**** DATA SUPPLIED

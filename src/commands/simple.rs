//! Simple interactive CLI mode
//!
//! Text-based assistant for playing Nerdle: suggests guesses, reads the
//! feedback the player received, and narrows candidates between turns.

use crate::core::{Equation, Feedback};
use crate::corpus::build_corpus;
use crate::output::formatters::feedback_to_emoji;
use crate::solver::Solver;
use colored::Colorize;
use std::io::{self, Write};

/// Run the simple interactive CLI mode
///
/// # Errors
///
/// Returns an error on I/O failure reading user input.
#[allow(clippy::too_many_lines)] // Interactive game loop requires detailed handling
pub fn run_simple(starting_equation: Option<Equation>, logging: bool) -> Result<(), String> {
    println!("\n╔══════════════════════════════════════════════════════════════╗");
    println!("║              Nerdle Solver - Interactive Mode                ║");
    println!("╚══════════════════════════════════════════════════════════════╝\n");

    println!("I'll suggest equations ranked by character commonness.");
    println!("After each guess, enter the feedback you received:\n");
    println!("  - x = 🟩 green (correct position)");
    println!("  - i = 🟨 misplaced (wrong position)");
    println!("  - e = ⬛ black (not in equation)");
    println!("  - Or type 'win' if you got it right!\n");
    println!("Commands: 'quit' to exit, 'new' for new game, 'undo' to undo last guess\n");

    // Built once; 'new' and 'undo' replay from this copy instead of
    // re-enumerating.
    let corpus = build_corpus();
    let mut solver = Solver::with_corpus(corpus.clone(), starting_equation, logging);
    let mut turn = 1;

    loop {
        let candidates_count = solver.candidate_count();

        if candidates_count == 0 {
            println!("\n❌ No candidates remain! Your feedback may be incorrect.");
            println!("Type 'undo' to go back, or 'new' to start over.\n");

            match get_user_input("Command")?.as_str() {
                "undo" | "u" => {
                    if undo_last(&mut solver, &corpus) {
                        turn -= 1;
                        println!("✓ Undone! Back to turn {turn}\n");
                    } else {
                        println!("Nothing to undo!\n");
                    }
                }
                "new" | "n" => {
                    solver.reset(Some(&corpus));
                    turn = 1;
                    println!("\n🔄 New game started!\n");
                }
                "quit" | "q" | "exit" => {
                    println!("\n👋 Thanks for playing!\n");
                    return Ok(());
                }
                _ => {}
            }
            continue;
        }

        let Some(guess) = solver.best_guess().map(|eq| eq.as_str().to_string()) else {
            continue;
        };

        println!("────────────────────────────────────────────────────────────");
        println!("Turn {turn}: {candidates_count} candidates remaining");
        println!("────────────────────────────────────────────────────────────");
        println!("\n📊 Suggested guess: {}", guess.bright_yellow().bold());

        if candidates_count <= 10 {
            println!("\nRemaining candidates:");
            for candidate in solver.solutions().iter().take(10) {
                println!("  • {candidate}");
            }
        }
        println!();

        let feedback = loop {
            let input =
                get_user_input("Enter feedback (x/i/e, 'win', or command)")?.to_lowercase();

            match input.as_str() {
                "quit" | "q" | "exit" => {
                    println!("\n👋 Thanks for playing!\n");
                    return Ok(());
                }
                "new" | "n" => {
                    solver.reset(Some(&corpus));
                    turn = 0; // Will be incremented to 1
                    println!("\n🔄 New game started!\n");
                    break None;
                }
                "undo" | "u" => {
                    if undo_last(&mut solver, &corpus) {
                        turn -= 2; // Net -1 after the increment below
                        println!("✓ Undone!\n");
                        break None;
                    }
                    println!("Nothing to undo!\n");
                }
                "win" | "correct" | "yes" | "solved" => {
                    break Some(Feedback::ALL_HITS);
                }
                _ => {
                    if let Some(feedback) = Feedback::from_str(&input) {
                        break Some(feedback);
                    }
                    println!("❌ Invalid feedback! Use exactly 8 of x/i/e, or 'win'\n");
                }
            }
        };

        if let Some(feedback) = feedback {
            solver.apply(&guess, feedback);
            println!("  {}", feedback_to_emoji(feedback));

            if feedback.is_solved() {
                println!("\n{}", "═".repeat(70).bright_cyan());
                println!(
                    "{}",
                    "    🎉 🎊 ✨  N E R D L E   S O L V E D !  ✨ 🎊 🎉    "
                        .bright_green()
                        .bold()
                );
                println!("{}", "═".repeat(70).bright_cyan());
                println!(
                    "\nSolved in {} guess{}: {}",
                    turn,
                    if turn == 1 { "" } else { "es" },
                    guess.bright_green().bold()
                );

                println!("\nType 'new' for another game, or 'quit' to exit.\n");
                match get_user_input("Command")?.as_str() {
                    "new" | "n" => {
                        solver.reset(Some(&corpus));
                        turn = 0;
                        println!("\n🔄 New game started!\n");
                    }
                    _ => {
                        println!("\n👋 Thanks for playing!\n");
                        return Ok(());
                    }
                }
            }
        }

        turn += 1;
    }
}

/// Undo the last guess by replaying history against the cached corpus
///
/// The filtering passes are destructive, so undo rebuilds from the full set.
fn undo_last(solver: &mut Solver, corpus: &[Equation]) -> bool {
    let mut history: Vec<(String, Feedback)> = solver.history().to_vec();
    if history.pop().is_none() {
        return false;
    }

    solver.reset(Some(corpus));
    for (guess, feedback) in &history {
        solver.apply(guess, *feedback);
    }
    true
}

fn get_user_input(prompt: &str) -> Result<String, String> {
    print!("{prompt}: ");
    io::stdout()
        .flush()
        .map_err(|e| format!("Failed to flush stdout: {e}"))?;

    let mut input = String::new();
    io::stdin()
        .read_line(&mut input)
        .map_err(|e| format!("Failed to read input: {e}"))?;

    Ok(input.trim().to_string())
}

********

Each line above must be output exactly as it stands.

SOLVED EXERCISE:
filename src/commands/simple.rs
//! Simple interactive CLI mode
//!
//! Text-based assistant for playing Nerdle: suggests guesses, reads the
//! feedback the player received, and narrows candidates between turns.

use crate::core::{Equation, Feedback};
use crate::corpus::build_corpus;
use crate::output::formatters::feedback_to_emoji;
use crate::solver::Solver;
use colored::Colorize;
use std::io::{self, Write};

/// Run the simple interactive CLI mode
///
/// # Errors
///
/// Returns an error on I/O failure reading user input.
#[allow(clippy::too_many_lines)] // Interactive game loop requires detailed handling
pub fn run_simple(starting_equation: Option<Equation>, logging: bool) -> Result<(), String> {
    println!("\n╔══════════════════════════════════════════════════════════════╗");
    println!("║              Nerdle Solver - Interactive Mode                ║");
    println!("╚══════════════════════════════════════════════════════════════╝\n");

    println!("I'll suggest equations ranked by character commonness.");
    println!("After each guess, enter the feedback you received:\n");
    println!("  - x = 🟩 green (correct position)");
    println!("  - i = 🟨 misplaced (wrong position)");
    println!("  - e = ⬛ black (not in equation)");
    println!("  - Or type 'win' if you got it right!\n");
    println!("Commands: 'quit' to exit, 'new' for new game, 'undo' to undo last guess\n");

    // Built once; 'new' and 'undo' replay from this copy instead of
    // re-enumerating.
    let corpus = build_corpus();
    let mut solver = Solver::with_corpus(corpus.clone(), starting_equation, logging);
    let mut turn = 1;

    loop {
        let candidates_count = solver.candidate_count();

        if candidates_count == 0 {
            println!("\n❌ No candidates remain! Your feedback may be incorrect.");
            println!("Type 'undo' to go back, or 'new' to start over.\n");

            match get_user_input("Command")?.as_str() {
                "undo" | "u" => {
                    if undo_last(&mut solver, &corpus) {
                        turn -= 1;
                        println!("✓ Undone! Back to turn {turn}\n");
                    } else {
                        println!("Nothing to undo!\n");
                    }
                }
                "new" | "n" => {
                    solver.reset(Some(&corpus));
                    turn = 1;
                    println!("\n🔄 New game started!\n");
                }
                "quit" | "q" | "exit" => {
                    println!("\n👋 Thanks for playing!\n");
                    return Ok(());
                }
                _ => {}
            }
            continue;
        }

        let Some(guess) = solver.best_guess().map(|eq| eq.as_str().to_string()) else {
            continue;
        };

        println!("────────────────────────────────────────────────────────────");
        println!("Turn {turn}: {candidates_count} candidates remaining");
        println!("────────────────────────────────────────────────────────────");
        println!("\n📊 Suggested guess: {}", guess.bright_yellow().bold());

        if candidates_count <= 10 {
            println!("\nRemaining candidates:");
            for candidate in solver.solutions().iter().take(10) {
                println!("  • {candidate}");
            }
        }
        println!();

        let feedback = loop {
            let input =
                get_user_input("Enter feedback (x/i/e, 'win', or command)")?.to_lowercase();

            match input.as_str() {
                "quit" | "q" | "exit" => {
                    println!("\n👋 Thanks for playing!\n");
                    return Ok(());
                }
                "new" | "n" => {
                    solver.reset(Some(&corpus));
                    turn = 0; // Will be incremented to 1
                    println!("\n🔄 New game started!\n");
                    break None;
                }
                "undo" | "u" => {
                    if undo_last(&mut solver, &corpus) {
                        turn -= 2; // Net -1 after the increment below
                        println!("✓ Undone!\n");
                        break None;
                    }
                    println!("Nothing to undo!\n");
                }
                "win" | "correct" | "yes" | "solved" => {
                    break Some(Feedback::ALL_HITS);
                }
                _ => {
                    if let Some(feedback) = Feedback::from_str(&input) {
                        break Some(feedback);
                    }
                    println!("❌ Invalid feedback! Use exactly 8 of x/i/e, or 'win'\n");
                }
            }
        };

        if let Some(feedback) = feedback {
            solver.apply(&guess, feedback);
            println!("  {}", feedback_to_emoji(feedback));

            if feedback.is_solved() {
                println!("\n{}", "═".repeat(70).bright_cyan());
                println!(
                    "{}",
                    "    🎉 🎊 ✨  N E R D L E   S O L V E D !  ✨ 🎊 🎉    "
                        .bright_green()
                        .bold()
                );
                println!("{}", "═".repeat(70).bright_cyan());
                println!(
                    "\nSolved in {} guess{}: {}",
                    turn,
                    if turn == 1 { "" } else { "es" },
                    guess.bright_green().bold()
                );

                println!("\nType 'new' for another game, or 'quit' to exit.\n");
                match get_user_input("Command")?.as_str() {
                    "new" | "n" => {
                        solver.reset(Some(&corpus));
                        turn = 0;
                        println!("\n🔄 New game started!\n");
                    }
                    _ => {
                        println!("\n👋 Thanks for playing!\n");
                        return Ok(());
                    }
                }
            }
        }

        turn += 1;
    }
}

/// Undo the last guess by replaying history against the cached corpus
///
/// The filtering passes are destructive, so undo rebuilds from the full set.
fn undo_last(solver: &mut Solver, corpus: &[Equation]) -> bool {
    let mut history: Vec<(String, Feedback)> = solver.history().to_vec();
    if history.pop().is_none() {
        return false;
    }

    solver.reset(Some(corpus));
    for (guess, feedback) in &history {
        solver.apply(guess, *feedback);
    }
    true
}

fn get_user_input(prompt: &str) -> Result<String, String> {
    print!("{prompt}: ");
    io::stdout()
        .flush()
        .map_err(|e| format!("Failed to flush stdout: {e}"))?;

    let mut input = String::new();
    io::stdin()
        .read_line(&mut input)
        .map_err(|e| format!("Failed to read input: {e}"))?;

    Ok(input.trim().to_string())
}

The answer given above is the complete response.